You can simply validate this by running a small experiment in which you initialize all the weights with the same values, and you don’t use any randomization such as dropout. You will find that in this case, the neurons will end up learning the same properties, and in order to validate this, you can simply compare the weights after a number of iterations. You will find that all the neurons have the same weights (different from the initial weights). And when neurons will have the same weights and the same input, they will essentially compute the same thing.

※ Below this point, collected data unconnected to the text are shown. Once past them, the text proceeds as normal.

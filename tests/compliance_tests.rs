use std::path::PathBuf;
use std::sync::Arc;

use metalgrade::compliance::{CellReason, GridLayout};
use metalgrade::*;

fn fixture_path(name: &str) -> PathBuf {
    PathBuf::from(env!("CARGO_MANIFEST_DIR"))
        .join("tests")
        .join("fixtures")
        .join(name)
}

fn make_engine() -> GridComplianceEngine {
    GridComplianceEngine::new(Arc::new(default_standards()), ComplianceConfig::default())
        .expect("Default config should be valid")
}

fn make_analyzer() -> Analyzer {
    Analyzer::new(Arc::new(default_standards()), ComplianceConfig::default())
        .expect("Default config should be valid")
}

fn material(metal: MetalType, thickness_mm: f64, grade: QualityGrade) -> MaterialSpec {
    MaterialSpec::new(metal, thickness_mm, grade).expect("Valid material")
}

fn bbox(x1: f32, y1: f32, x2: f32, y2: f32) -> Region {
    Region::Box(BoundingBox { x1, y1, x2, y2 })
}

fn detection(label: &str, confidence: f32, region: Region) -> Detection {
    Detection {
        label: label.to_string(),
        confidence,
        region,
    }
}

#[test]
fn test_grid_partition_covers_image_exactly_once() {
    for (w, h, cell) in [(1000, 1000, 50), (1023, 767, 50), (17, 5, 4), (3, 3, 10)] {
        let grid = GridLayout::new(w, h, cell).unwrap();
        let mut owners = vec![0u8; w as usize * h as usize];
        for bounds in grid.cells() {
            for y in bounds.y..bounds.y + bounds.height {
                for x in bounds.x..bounds.x + bounds.width {
                    owners[y as usize * w as usize + x as usize] += 1;
                }
            }
        }
        assert!(
            owners.iter().all(|&n| n == 1),
            "{}x{} / {} px grid should assign every pixel to exactly one cell",
            w,
            h,
            cell
        );
    }
}

#[test]
fn test_single_cell_scratch_scenario() {
    let engine = make_engine();
    let spec = material(MetalType::CarbonSteel, 5.0, QualityGrade::B);

    let mut layers = DefectLayers::new(1000, 1000);
    // 25 x 25 px inside cell (10, 10): coverage 625 / 2500 = 0.25
    layers
        .add(DefectClass::Known(DefectKind::Scratches), &bbox(512.0, 512.0, 537.0, 537.0))
        .unwrap();

    let verdict = engine.evaluate(&layers, &spec, 10.0).unwrap();
    assert_eq!(verdict.grid.rows, 20);
    assert_eq!(verdict.grid.cols, 20);
    assert_eq!(verdict.grid.total_cells, 400);
    assert_eq!(verdict.overall, Verdict::Fail);
    assert_eq!(verdict.failing_cells.len(), 1);
    assert_eq!(verdict.grid.passed_cells(), 399);
    assert!(verdict.indeterminate_cells.is_empty());

    let cell = &verdict.failing_cells[0];
    assert_eq!((cell.row, cell.col), (10, 10));
    assert_eq!(cell.coverage_ratio, 0.25);
    assert_eq!(cell.local_threshold_ratio, 0.15);
    assert!(cell
        .reasons
        .contains(&CellReason::CoverageExceeded { ratio: 0.25, limit: 0.15 }));

    let classification = DefectClassifier::default().classify(&detection(
        "scratches",
        0.9,
        bbox(512.0, 512.0, 537.0, 537.0),
    ));
    let report = QualityReport::build(
        &[classification],
        verdict,
        &spec,
        &ComplianceConfig::default().scoring,
    );
    assert_eq!(report.score(), 95.0, "Only the single-cell penalty should apply");
    assert_eq!(report.overall_status(), Verdict::Fail);
}

#[test]
fn test_unknown_blob_scenario() {
    let report = make_analyzer()
        .analyze(&AnalysisRequest {
            width: 200,
            height: 200,
            pixels_per_mm: 10.0,
            material: material(MetalType::StainlessSteel, 3.0, QualityGrade::A),
            detections: vec![detection("unknown_blob", 0.92, bbox(20.0, 20.0, 26.0, 26.0))],
        })
        .unwrap();

    let summary = report.defect_summary();
    assert_eq!(summary.unknown_count, 1);
    assert!(summary.known.is_empty(), "No type name should be fabricated");
    assert_eq!(summary.classifications[0].class, DefectClass::Unknown);
    assert_eq!(report.unknown_defect_message(), Some(UNKNOWN_DEFECT_MESSAGE));
    assert!(UNKNOWN_DEFECT_MESSAGE.contains("not trained on this defect type"));

    let json = report.to_json().unwrap();
    assert!(json.contains("not trained on this defect type"));
    assert!(!json.contains("\"unknown_blob\":"), "Label must not become a type key");
}

#[test]
fn test_bracket_boundaries_resolve_upward() {
    let table = default_standards();
    let brackets = table.brackets().to_vec();

    for pair in brackets.windows(2) {
        let boundary = pair[0].max_mm.expect("Only the last bracket is open-ended");
        let below = table.resolve_bracket(boundary - 1e-9).unwrap();
        let at = table.resolve_bracket(boundary).unwrap();
        assert_eq!(table.bracket(below).unwrap().name, pair[0].name);
        assert_eq!(
            table.bracket(at).unwrap().name,
            pair[1].name,
            "{} mm should belong to the upper bracket",
            boundary
        );
    }

    let first = &brackets[0];
    assert_eq!(table.bracket(table.resolve_bracket(first.min_mm).unwrap()).unwrap().name, first.name);
    assert!(matches!(
        table.resolve_bracket(first.min_mm - 0.01),
        Err(QcError::Configuration(_))
    ));
}

#[test]
fn test_thickness_6_4_is_stable_and_uses_heavy_limits() {
    let table = default_standards();
    let first = table.resolve_bracket(6.4).unwrap();
    for _ in 0..100 {
        assert_eq!(table.resolve_bracket(6.4).unwrap(), first);
    }
    assert_eq!(table.bracket(first).unwrap().name, "heavy");
    assert_eq!(table.bracket(table.resolve_bracket(6.3999999).unwrap()).unwrap().name, "medium");
    assert_eq!(table.bracket(table.resolve_bracket(6.4000001).unwrap()).unwrap().name, "heavy");

    // A 1.7 mm scratch: over the 1.6 mm medium limit, under the 1.76 mm heavy limit
    let engine = make_engine();
    let mut layers = DefectLayers::new(100, 100);
    layers
        .add(DefectClass::Known(DefectKind::Scratches), &bbox(10.0, 10.0, 27.0, 11.0))
        .unwrap();

    let medium = engine
        .evaluate(&layers, &material(MetalType::CarbonSteel, 6.3999999, QualityGrade::B), 10.0)
        .unwrap();
    let heavy = engine
        .evaluate(&layers, &material(MetalType::CarbonSteel, 6.4, QualityGrade::B), 10.0)
        .unwrap();
    assert_eq!(medium.overall, Verdict::Fail);
    assert_eq!(heavy.overall, Verdict::Pass);
    assert_eq!(heavy.grid.bracket, "heavy");
}

#[test]
fn test_verdict_is_monotonic_in_defect_size() {
    let engine = make_engine();
    let spec = material(MetalType::CarbonSteel, 5.0, QualityGrade::B);

    let mut failed = false;
    for side in 1..=50 {
        let mut layers = DefectLayers::new(50, 50);
        layers
            .add(
                DefectClass::Known(DefectKind::Scratches),
                &bbox(0.0, 0.0, side as f32, side as f32),
            )
            .unwrap();
        let verdict = engine.evaluate(&layers, &spec, 10.0).unwrap();
        match verdict.overall {
            Verdict::Fail => failed = true,
            Verdict::Pass => assert!(!failed, "{} px defect passed after a smaller one failed", side),
        }
    }
    assert!(failed, "A full-cell defect must fail");
}

#[test]
fn test_image_fails_iff_some_cell_fails() {
    let engine = make_engine();
    let cases: Vec<(MetalType, Vec<(DefectClass, Region)>)> = vec![
        (MetalType::CarbonSteel, vec![]),
        (
            MetalType::CarbonSteel,
            vec![(DefectClass::Known(DefectKind::Pitted), bbox(5.0, 5.0, 9.0, 9.0))],
        ),
        (
            MetalType::Aluminum,
            vec![(DefectClass::Known(DefectKind::MtCrack), bbox(60.0, 60.0, 64.0, 64.0))],
        ),
        (
            MetalType::StainlessSteel,
            vec![
                (DefectClass::Known(DefectKind::Scratches), bbox(0.0, 0.0, 40.0, 2.0)),
                (DefectClass::Unknown, bbox(70.0, 70.0, 74.0, 74.0)),
            ],
        ),
        (
            MetalType::AlloySteel,
            vec![(DefectClass::Unknown, bbox(0.0, 50.0, 50.0, 100.0))],
        ),
    ];

    for (metal, defects) in cases {
        let mut layers = DefectLayers::new(100, 100);
        for (class, region) in &defects {
            layers.add(*class, region).unwrap();
        }
        let verdict = engine
            .evaluate(&layers, &material(metal, 5.0, QualityGrade::B), 10.0)
            .unwrap();
        assert_eq!(
            verdict.overall == Verdict::Fail,
            !verdict.failing_cells.is_empty(),
            "Image verdict disagrees with cell verdicts for {} {:?}",
            metal,
            defects
        );
        assert_eq!(verdict.grid.failed_cells as usize, verdict.failing_cells.len());
    }
}

#[test]
fn test_reference_index_over_full_space() {
    let selector = ReferenceSelector::default();
    for metal in MetalType::ALL {
        for grade in QualityGrade::ALL {
            let index = selector.select(metal, grade);
            assert!((1..=8).contains(&index), "{} {} -> {}", metal, grade, index);
            assert_eq!(index, selector.select(metal, grade));
        }
    }
}

#[test]
fn test_fixture_request_end_to_end() {
    let json = std::fs::read_to_string(fixture_path("scratch_request.json")).unwrap();
    let request: AnalysisRequest = serde_json::from_str(&json).unwrap();

    let report = make_analyzer().analyze(&request).unwrap();
    assert_eq!(report.overall_status(), Verdict::Fail);
    assert_eq!(report.compliance().failing_cells.len(), 1);
    assert_eq!(report.compliance().indeterminate_cells.len(), 1);
    assert_eq!(report.compliance().reference_index, 2);
    // 100 - one failing cell - one unknown detection
    assert_eq!(report.score(), 93.0);
    assert_eq!(report.rating(), QualityRating::Standard);
    assert_eq!(report.defect_summary().low_confidence_count, 1);
    assert_eq!(report.caveats().len(), 2);
}

#[test]
fn test_report_json_round_trip() {
    let json = std::fs::read_to_string(fixture_path("scratch_request.json")).unwrap();
    let request: AnalysisRequest = serde_json::from_str(&json).unwrap();
    let report = make_analyzer().analyze(&request).unwrap();

    let exported = report.to_json().unwrap();
    let reparsed = QualityReport::from_json(&exported).unwrap();
    assert_eq!(reparsed, report, "Report changed after JSON round-trip");
    assert_eq!(reparsed.to_json().unwrap(), exported);
}

#[test]
fn test_edited_report_json_is_rejected() {
    let json = std::fs::read_to_string(fixture_path("scratch_request.json")).unwrap();
    let request: AnalysisRequest = serde_json::from_str(&json).unwrap();
    let exported = make_analyzer().analyze(&request).unwrap().to_json().unwrap();
    assert!(exported.contains("\"overall_status\": \"FAIL\""));

    let flipped = exported.replace("\"overall_status\": \"FAIL\"", "\"overall_status\": \"PASS\"");
    let err = QualityReport::from_json(&flipped).unwrap_err();
    assert!(matches!(err, QcError::Input(_)), "Expected InputError, got {:?}", err);

    let inflated = exported.replace("\"score\": 93.0", "\"score\": 100.0");
    assert_ne!(inflated, exported);
    assert!(QualityReport::from_json(&inflated).is_err(), "Score must match its breakdown");
}

#[test]
fn test_custom_standards_fixture() {
    let table = load_standards(&fixture_path("custom_standards.toml")).unwrap();
    assert_eq!(table.standard(), "Plant QA 7");

    let sheet = table
        .lookup(MetalType::Aluminum, 3.0, QualityGrade::B, DefectKind::Scratches)
        .unwrap()
        .unwrap();
    let plate = table
        .lookup(MetalType::Aluminum, 10.0, QualityGrade::B, DefectKind::Scratches)
        .unwrap()
        .unwrap();
    assert_eq!(sheet.max_size_mm, 1.0);
    assert_eq!(plate.max_size_mm, 1.5);

    assert_eq!(
        table
            .lookup(MetalType::Aluminum, 3.0, QualityGrade::B, DefectKind::MtCrack)
            .unwrap(),
        None,
        "Crack limits only exist for plate"
    );
    assert!(table
        .lookup(MetalType::CarbonSteel, 3.0, QualityGrade::B, DefectKind::Scratches)
        .unwrap()
        .is_none());
}

#[test]
fn test_custom_standards_drive_engine() {
    let table = load_standards(&fixture_path("custom_standards.toml")).unwrap();
    let engine = GridComplianceEngine::new(Arc::new(table), ComplianceConfig::default()).unwrap();

    let mut layers = DefectLayers::new(100, 100);
    // 12 px = 1.2 mm: over the 1.0 mm sheet limit, under the 1.5 mm plate limit
    layers
        .add(DefectClass::Known(DefectKind::Scratches), &bbox(0.0, 0.0, 12.0, 1.0))
        .unwrap();

    let sheet = engine
        .evaluate(&layers, &material(MetalType::Aluminum, 2.0, QualityGrade::B), 10.0)
        .unwrap();
    let plate = engine
        .evaluate(&layers, &material(MetalType::Aluminum, 12.0, QualityGrade::B), 10.0)
        .unwrap();
    assert_eq!(sheet.overall, Verdict::Fail);
    assert_eq!(plate.overall, Verdict::Pass);
}

#[test]
fn test_mask_dimension_mismatch_is_input_error() {
    let request = AnalysisRequest {
        width: 64,
        height: 64,
        pixels_per_mm: 5.0,
        material: material(MetalType::Aluminum, 2.0, QualityGrade::C),
        detections: vec![detection("pitted", 0.9, Region::Mask(DefectMask::new(64, 32)))],
    };
    let err = make_analyzer().analyze(&request).unwrap_err();
    assert!(matches!(err, QcError::Input(_)), "got {:?}", err);
}

#[test]
fn test_thickness_below_every_bracket_is_configuration_error() {
    let request = AnalysisRequest {
        width: 64,
        height: 64,
        pixels_per_mm: 5.0,
        material: material(MetalType::CarbonSteel, 1.0, QualityGrade::B),
        detections: vec![],
    };
    let err = make_analyzer().analyze(&request).unwrap_err();
    assert!(matches!(err, QcError::Configuration(_)), "got {:?}", err);
}

#[test]
fn test_mask_region_from_gray_image() {
    let mut img = image::GrayImage::new(100, 100);
    for x in 10..40 {
        img.put_pixel(x, 20, image::Luma([255]));
    }
    let mask = DefectMask::from_gray_image(&img);

    let report = make_analyzer()
        .analyze(&AnalysisRequest {
            width: 100,
            height: 100,
            pixels_per_mm: 10.0,
            material: material(MetalType::CarbonSteel, 5.0, QualityGrade::B),
            detections: vec![detection("mt_crack", 0.95, Region::Mask(mask.clone()))],
        })
        .unwrap();

    // 30 px = 3.0 mm crack against a 0.8 mm grade B limit
    assert_eq!(report.overall_status(), Verdict::Fail);
    assert_eq!(report.defect_overlay(), Some(&mask));
    assert!(report
        .recommendations()
        .iter()
        .any(|r| r.contains("welding and forming")));
}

P.S. - In this discussion, I have excluded the bias term from consideration, but the same analogy as that of weights can be applied to bias as well, with the exception of initialization of bias to the same or different value doesn’t matter much, since initializing with different weights is enough to break the symmetry.
I hope this helps.
Regards,
Elemento
@Ayush_Aman , If you want an explanation with some simple maths:
Thank you @Elemento. Cleared all my confusions.
Insightful. Thank you @rmwkwok.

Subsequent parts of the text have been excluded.